#### TASK STATEMENT
Please count the lines in this listing that include the string "crate", and give only the number.

#### MATERIAL SHOWN

//! JSON-RPC protocol definitions
//!
//! Line-delimited messages between a front end (plot UI, editor plugin) and
//! watchexpr-server.

use crate::dwarf::DwarfError;
use crate::expr::{Address, EvalError, EvalResult, Evaluation};
use crate::symbols::{LoadState, SourceFile, StorageClass, TypeChild};
use serde::{Deserialize, Serialize};

/// Request from a front end to watchexpr-server
#[derive(Debug, Clone, PartialEq, Serialize, Deserialize)]
#[serde(tag = "method", content = "params")]
pub enum Request {
    /// Load (or replace) the symbol file
    #[serde(rename = "load_symbols")]
    LoadSymbols { path: String },

    /// Reload the current symbol file
    #[serde(rename = "refresh")]
    Refresh,

    /// Stop a load in progress
    #[serde(rename = "abort_load")]
    AbortLoad,

    #[serde(rename = "status")]
    Status,

    /// Resolve a watch expression; `numeric` rejects non-scalar results
    #[serde(rename = "evaluate")]
    Evaluate {
        expr: String,
        #[serde(default)]
        numeric: bool,
    },

    /// Parse only, returning the canonical text
    #[serde(rename = "parse")]
    Parse { expr: String },

    #[serde(rename = "sizeof")]
    SizeOf { type_name: String },

    #[serde(rename = "list_sources")]
    ListSources,

    #[serde(rename = "list_variables")]
    ListVariables { source: String },

    /// Members or elements of a type, for tree views
    #[serde(rename = "type_children")]
    TypeChildren { type_name: String },

    /// Shutdown the server
    #[serde(rename = "shutdown")]
    Shutdown,
}

/// A variable as listed for one source file
#[derive(Debug, Clone, PartialEq, Serialize, Deserialize)]
pub struct VariableInfo {
    pub name: String,
    pub address: u64,
    pub type_name: String,
    pub byte_size: Option<u64>,
    pub storage: StorageClass,
}

/// Response from watchexpr-server to a front end
#[derive(Debug, Clone, PartialEq, Serialize, Deserialize)]
#[serde(untagged)]
pub enum Response {
    Evaluated {
        result: EvalResult,
        blocks: Vec<Address>,
    },
    Parsed {
        canonical: String,
    },
    Size {
        size: u64,
    },
    Status {
        status: LoadState,
        symbol_file: Option<String>,
    },
    Sources {
        sources: Vec<SourceFile>,
    },
    Variables {
        variables: Vec<VariableInfo>,
    },
    Children {
        children: Vec<TypeChild>,
    },
    Success {
        ok: bool,
    },
    Error {
        error: String,
        kind: String,
    },
}

impl Response {
    pub fn success() -> Self {
        Response::Success { ok: true }
    }

    pub fn error(kind: impl Into<String>, msg: impl Into<String>) -> Self {
        Response::Error {
            error: msg.into(),
            kind: kind.into(),
        }
    }

    pub fn evaluated(evaluation: Evaluation) -> Self {
        Response::Evaluated {
            blocks: evaluation.blocks().to_vec(),
            result: evaluation.into_result(),
        }
    }
}

impl From<EvalError> for Response {
    fn from(err: EvalError) -> Self {
        Response::error(err.kind(), err.to_string())
    }
}

impl From<DwarfError> for Response {
    fn from(err: DwarfError) -> Self {
        Response::error(err.kind(), err.to_string())
    }
}

/// JSON-RPC message wrapper
#[derive(Debug, Clone, Serialize, Deserialize)]
pub struct RpcMessage<T> {
    pub jsonrpc: String,
    pub id: Option<u64>,
    #[serde(flatten)]
    pub content: T,
}

impl<T> RpcMessage<T> {
    pub fn new(id: u64, content: T) -> Self {
        Self {
            jsonrpc: "2.0".to_string(),
            id: Some(id),
            content,
        }
    }
}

#### EXPECTED OUTPUT
3